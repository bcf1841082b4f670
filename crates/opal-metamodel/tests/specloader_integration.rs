//! Integration tests for the specification loader pipeline.
//!
//! Tests cover:
//! - Member discovery by getter convention and action fallback
//! - Support-method consumption into imperative facets
//! - Orphaned-support validation failures
//! - Spec caching and the metamodel summary export

use std::sync::Arc;

use opal_core::annot::{Annotation, AnnotationKind};
use opal_core::i18n::PassThroughTranslator;
use opal_core::reflect::cache::ClassCache;
use opal_core::reflect::decl::{
    ClassDeclaration, ConstructorModel, DeclarationRegistry, FieldModel, MethodModel, TypeKey,
};
use opal_core::reflect::pojo::{Invoked, Pojo};

use opal_metamodel::facets::{
    ActionParameterValidationFacet, ActionValidationFacet, CollectionAccessorFacet, EntityFacet,
    HiddenFacetViaMethod, IconFacet, PropertyAccessorFacet, PropertyValidationFacet, TitleFacet,
    ValueFacet, ValueSemantics, ViewModelFacet,
};
use opal_metamodel::object::bookmark::{Bookmark, BookmarkResolver};
use opal_metamodel::{
    default_programming_model, AcceptAll, BeanSort, MetamodelContext, SpecificationLoader,
};

struct IdResolver;

impl BookmarkResolver for IdResolver {
    fn bookmark_for(&self, type_key: &TypeKey, pojo: &Pojo) -> Option<Bookmark> {
        pojo.downcast_ref::<i64>()
            .filter(|id| **id > 0)
            .map(|id| Bookmark::new(type_key.name(), id.to_string()))
    }
}

fn customer_declaration(customer: &TypeKey) -> ClassDeclaration {
    ClassDeclaration::builder(customer.clone())
        .annotated(Annotation::of(AnnotationKind::Entity))
        .field(FieldModel::new(customer.clone(), "name", TypeKey::of("String")))
        .constructor(
            ConstructorModel::new(customer.clone())
                .annotated(Annotation::of(AnnotationKind::Inject)),
        )
        .method(
            MethodModel::new(customer.clone(), "getName")
                .returning(TypeKey::of("String"))
                .with_invoker(|_target, _args| {
                    Invoked::Value(Pojo::new(TypeKey::of("String"), "Ada".to_string()))
                }),
        )
        .method(
            MethodModel::new(customer.clone(), "getOrders")
                .returning_collection_of(TypeKey::of("demo::Order")),
        )
        .method(
            MethodModel::new(customer.clone(), "placeOrder")
                .with_params(vec![TypeKey::of("demo::Sku"), TypeKey::of("i64")])
                .returning(TypeKey::of("demo::Order"))
                .with_invoker(|_target, _args| Invoked::Unit),
        )
        .method(
            MethodModel::new(customer.clone(), "validatePlaceOrder")
                .with_params(vec![TypeKey::of("demo::Sku"), TypeKey::of("i64")])
                .returning(TypeKey::of("String"))
                .with_invoker(|_target, _args| Invoked::Unit),
        )
        .method(
            MethodModel::new(customer.clone(), "validate0PlaceOrder")
                .with_params(vec![TypeKey::of("demo::Sku")])
                .returning(TypeKey::of("String"))
                .with_invoker(|_target, args| match args[0].downcast_ref::<String>() {
                    Some(sku) if sku.is_empty() => Invoked::Text("sku required".into()),
                    _ => Invoked::Unit,
                }),
        )
        .method(
            MethodModel::new(customer.clone(), "validateName")
                .with_params(vec![TypeKey::of("String")])
                .returning(TypeKey::of("String"))
                .with_invoker(|_target, _args| Invoked::Unit),
        )
        .method(
            MethodModel::new(customer.clone(), "hideOrders")
                .returning(TypeKey::of("bool"))
                .with_invoker(|_target, _args| Invoked::Truth(false)),
        )
        .method(
            MethodModel::new(customer.clone(), "title")
                .returning(TypeKey::of("String"))
                .with_invoker(|target, _args| {
                    let id = target.downcast_ref::<i64>().copied().unwrap_or_default();
                    Invoked::Text(format!("Customer #{}", id))
                }),
        )
        .method(
            MethodModel::new(customer.clone(), "iconName")
                .returning(TypeKey::of("String"))
                .with_invoker(|_target, _args| Invoked::Text("customer".into())),
        )
        // orphan: no member called 'nickname'
        .method(
            MethodModel::new(customer.clone(), "validateNickname")
                .with_params(vec![TypeKey::of("String")])
                .returning(TypeKey::of("String")),
        )
        .build()
}

fn fixture() -> SpecificationLoader {
    let registry = Arc::new(DeclarationRegistry::new());
    let customer = TypeKey::of("demo::Customer");
    let sku = TypeKey::of("demo::Sku");
    let filter = TypeKey::of("demo::OrderFilter");

    registry.register(customer_declaration(&customer));
    registry.register(
        ClassDeclaration::builder(sku.clone())
            .annotated(Annotation::of(AnnotationKind::Value))
            .build(),
    );
    registry.register(
        ClassDeclaration::builder(TypeKey::of("demo::OrderService"))
            .annotated(Annotation::of(AnnotationKind::DomainService))
            .build(),
    );
    registry.register(
        ClassDeclaration::builder(filter.clone())
            .annotated(Annotation::of(AnnotationKind::ViewModel))
            .method(
                MethodModel::new(filter.clone(), "memento")
                    .returning(TypeKey::of("String"))
                    .with_invoker(|target, _args| {
                        Invoked::Text(
                            target.downcast_ref::<String>().cloned().unwrap_or_default(),
                        )
                    }),
            )
            .build(),
    );
    registry.register(ClassDeclaration::builder(TypeKey::of("demo::Order")).build());

    let cache = Arc::new(ClassCache::new(registry));
    let ctx = MetamodelContext::new(Arc::new(PassThroughTranslator), Arc::new(IdResolver));
    ctx.value_semantics
        .register(sku, ValueSemantics::typed::<String>());

    let mut model = default_programming_model(&ctx);
    model.init(&AcceptAll);

    SpecificationLoader::new(cache, Arc::new(model), ctx)
}

#[test]
fn test_member_discovery() {
    let loader = fixture();
    let spec = loader.spec_for_type(&TypeKey::of("demo::Customer")).unwrap();

    assert_eq!(spec.bean_sort(), BeanSort::Entity);
    assert_eq!(spec.properties().len(), 1);
    assert_eq!(spec.collections().len(), 1);
    assert_eq!(spec.actions().len(), 1);

    let name = spec.property("name").unwrap();
    assert_eq!(name.element_type().name(), "String");
    assert!(name.get_facet::<PropertyAccessorFacet>().is_some());
    assert!(name.get_facet::<PropertyValidationFacet>().is_some());

    let orders = spec.collection("orders").unwrap();
    assert_eq!(orders.element_type().name(), "demo::Order");
    assert!(orders.get_facet::<CollectionAccessorFacet>().is_some());
    assert!(orders.get_facet::<HiddenFacetViaMethod>().is_some());

    let place_order = spec.action("placeOrder").unwrap();
    assert_eq!(place_order.parameters().len(), 2);
    assert!(place_order.get_facet::<ActionValidationFacet>().is_some());
    assert!(place_order.parameters()[0]
        .get_facet::<ActionParameterValidationFacet>()
        .is_some());
    assert!(place_order.parameters()[1]
        .get_facet::<ActionParameterValidationFacet>()
        .is_none());
}

#[test]
fn test_class_level_facets() {
    let loader = fixture();
    let spec = loader.spec_for_type(&TypeKey::of("demo::Customer")).unwrap();

    let title = spec.get_facet::<TitleFacet>().unwrap();
    assert!(title.is_imperative());
    let pojo = Pojo::new(TypeKey::of("demo::Customer"), 7_i64);
    assert_eq!(title.title(Some(&pojo)), "Customer #7");

    assert!(spec.get_facet::<IconFacet>().is_some());
    assert_eq!(spec.icon_name_of(&pojo), Some("customer".to_string()));
    assert!(spec.get_facet::<EntityFacet>().is_some());
}

#[test]
fn test_support_methods_are_consumed_and_reported() {
    let loader = fixture();
    let spec = loader.spec_for_type(&TypeKey::of("demo::Customer")).unwrap();

    let consumed: Vec<&str> = spec.support_methods().iter().map(|m| m.name()).collect();
    for expected in [
        "title",
        "iconName",
        "validateName",
        "hideOrders",
        "validatePlaceOrder",
        "validate0PlaceOrder",
    ] {
        assert!(consumed.contains(&expected), "missing {}", expected);
    }
    assert!(!consumed.contains(&"validateNickname"));

    // none of the consumed methods surfaced as actions
    for method_name in &consumed {
        assert!(spec.action(method_name).is_none());
    }
}

#[test]
fn test_orphaned_support_method_is_a_validation_failure() {
    let loader = fixture();
    loader.spec_for_type(&TypeKey::of("demo::Customer")).unwrap();

    let failures = loader.validation_failures();
    assert_eq!(failures.len(), 1);
    assert!(failures[0].message().contains("validateNickname"));
}

#[test]
fn test_specs_are_cached() {
    let loader = fixture();
    let first = loader.spec_for_type(&TypeKey::of("demo::Customer")).unwrap();
    let second = loader.spec_for_type(&TypeKey::of("demo::Customer")).unwrap();
    assert!(Arc::ptr_eq(&first, &second));
    assert!(loader.spec_for_type(&TypeKey::of("demo::Unknown")).is_none());
}

#[test]
fn test_bean_sorts_and_sort_specific_facets() {
    let loader = fixture();

    let sku = loader.spec_for_type(&TypeKey::of("demo::Sku")).unwrap();
    assert!(sku.is_value());
    let value_facet = sku.get_facet::<ValueFacet>().unwrap();
    let a = Pojo::new(TypeKey::of("demo::Sku"), "A-1".to_string());
    let b = Pojo::new(TypeKey::of("demo::Sku"), "A-1".to_string());
    assert!(value_facet.equal(&a, &b));

    let service = loader
        .spec_for_type(&TypeKey::of("demo::OrderService"))
        .unwrap();
    assert!(service.is_injectable());

    let filter = loader
        .spec_for_type(&TypeKey::of("demo::OrderFilter"))
        .unwrap();
    assert!(filter.is_view_model());
    assert!(filter.get_facet::<ViewModelFacet>().is_some());

    let order = loader.spec_for_type(&TypeKey::of("demo::Order")).unwrap();
    assert_eq!(order.bean_sort(), BeanSort::Other);
    // fallback title from the natural name
    assert_eq!(order.title_of(None), "Order");
}

#[test]
fn test_frozen_specs() {
    let loader = fixture();
    let spec = loader.spec_for_type(&TypeKey::of("demo::Customer")).unwrap();
    assert!(spec.facets().is_frozen());
    assert!(spec.property("name").unwrap().facets().is_frozen());
    assert!(spec.action("placeOrder").unwrap().facets().is_frozen());
}

#[test]
fn test_summary_export_serializes() {
    let loader = fixture();
    loader.spec_for_type(&TypeKey::of("demo::Customer")).unwrap();
    loader.spec_for_type(&TypeKey::of("demo::Sku")).unwrap();

    let summary = loader.summary();
    assert_eq!(summary.specs.len(), 2);
    // sorted by type name
    assert_eq!(summary.specs[0].type_name, "demo::Customer");
    assert_eq!(summary.specs[0].bean_sort, "entity");
    assert!(summary.specs[0].facets.contains(&"title"));
    assert_eq!(summary.validation_failures.len(), 1);

    let json = serde_json::to_string_pretty(&summary).unwrap();
    assert!(json.contains("placeOrder"));
}
/// A declared method: its erased signature, visibility and structural
/// flags, annotations, and an optional invoker backing imperative facets.
#[derive(Clone)]
pub struct MethodModel {
    declaring_type: TypeKey,
    name: Arc<str>,
    param_types: Vec<TypeKey>,
    return_type: Option<TypeKey>,
    collection_of: Option<TypeKey>,
    is_public: bool,
    is_static: bool,
    is_bridge: bool,
    has_generic_placeholder: bool,
    annotations: AnnotationSet,
    invoker: Option<MethodInvoker>,
}

impl MethodModel {
    /// Create a public instance method with no parameters and no return
    pub fn new(declaring_type: TypeKey, name: impl Into<Arc<str>>) -> Self {
        Self {
            declaring_type,
            name: name.into(),
            param_types: Vec::new(),
            return_type: None,
            collection_of: None,
            is_public: true,
            is_static: false,
            is_bridge: false,
            has_generic_placeholder: false,
            annotations: AnnotationSet::empty(),
            invoker: None,
        }
    }

    /// Set the erased parameter types
    pub fn with_params(mut self, param_types: Vec<TypeKey>) -> Self {
        self.param_types = param_types;
        self
    }

    /// Set the return type
    pub fn returning(mut self, return_type: TypeKey) -> Self {
        self.return_type = Some(return_type);
        self
    }

    /// Set a collection return type with the given element type
    pub fn returning_collection_of(mut self, element_type: TypeKey) -> Self {
        self.return_type = Some(TypeKey::of(format!("Vec<{}>", element_type.name())));
        self.collection_of = Some(element_type);
        self
    }

    /// Mark as non-public
    pub fn non_public(mut self) -> Self {
        self.is_public = false;
        self
    }

    /// Mark as static
    pub fn as_static(mut self) -> Self {
        self.is_static = true;
        self
    }

    /// Mark as a bridge method
    pub fn as_bridge(mut self) -> Self {
        self.is_bridge = true;
        self
    }

    /// Mark as a generic-bounds-erasure placeholder
    pub fn as_generic_placeholder(mut self) -> Self {
        self.has_generic_placeholder = true;
        self
    }

    /// Attach an annotation
    pub fn annotated(mut self, annotation: Annotation) -> Self {
        self.annotations.push(annotation);
        self
    }

    /// Attach the callable backing this method
    pub fn with_invoker<F>(mut self, invoker: F) -> Self
    where
        F: Fn(&Pojo, &[Pojo]) -> Invoked + Send + Sync + 'static,
    {
        self.invoker = Some(Arc::new(invoker));
        self
    }

    /// The declaring type
    pub fn declaring_type(&self) -> &TypeKey {
        &self.declaring_type
    }

    /// Method name
    pub fn name(&self) -> &str {
        &self.name
    }

    /// Erased parameter types
    pub fn param_types(&self) -> &[TypeKey] {
        &self.param_types
    }

    /// Number of parameters
    pub fn param_count(&self) -> usize {
        self.param_types.len()
    }

    /// Return type; `None` means the method returns nothing
    pub fn return_type(&self) -> Option<&TypeKey> {
        self.return_type.as_ref()
    }

    /// Element type when the method returns a collection
    pub fn collection_of(&self) -> Option<&TypeKey> {
        self.collection_of.as_ref()
    }

    /// Whether the method is public
    pub fn is_public(&self) -> bool {
        self.is_public
    }

    /// Whether the method is static
    pub fn is_static(&self) -> bool {
        self.is_static
    }

    /// Whether the method is a bridge method
    pub fn is_bridge(&self) -> bool {
        self.is_bridge
    }

    /// Whether the method is a generic-bounds-erasure placeholder
    pub fn has_generic_placeholder(&self) -> bool {
        self.has_generic_placeholder
    }

    /// Annotations on the method
    pub fn annotations(&self) -> &AnnotationSet {
        &self.annotations
    }

    /// Zero parameters and a non-unit return
    pub fn is_getter(&self) -> bool {
        self.param_types.is_empty() && self.return_type.is_some()
    }

    /// Invoke the backing callable, if one was declared
    pub fn invoke(&self, target: &Pojo, args: &[Pojo]) -> Option<Invoked> {
        self.invoker.as_ref().map(|f| f(target, args))
    }

    /// Check whether both models describe the same erased signature
    pub fn same_signature(&self, other: &MethodModel) -> bool {
        self.name == other.name && self.param_types == other.param_types
    }
}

◆ WHAT THE EXERCISE ASKS ◆
Go to the line in the material above that contains "returns a collection" and copy exactly from there through the line that contains "is a generic-bounds-erasure placeholder", stopping after it.

◆ WRITTEN SOLUTION ◆
    /// Element type when the method returns a collection
    pub fn collection_of(&self) -> Option<&TypeKey> {
        self.collection_of.as_ref()
    }

    /// Whether the method is public
    pub fn is_public(&self) -> bool {
        self.is_public
    }

    /// Whether the method is static
    pub fn is_static(&self) -> bool {
        self.is_static
    }

    /// Whether the method is a bridge method
    pub fn is_bridge(&self) -> bool {
        self.is_bridge
    }

    /// Whether the method is a generic-bounds-erasure placeholder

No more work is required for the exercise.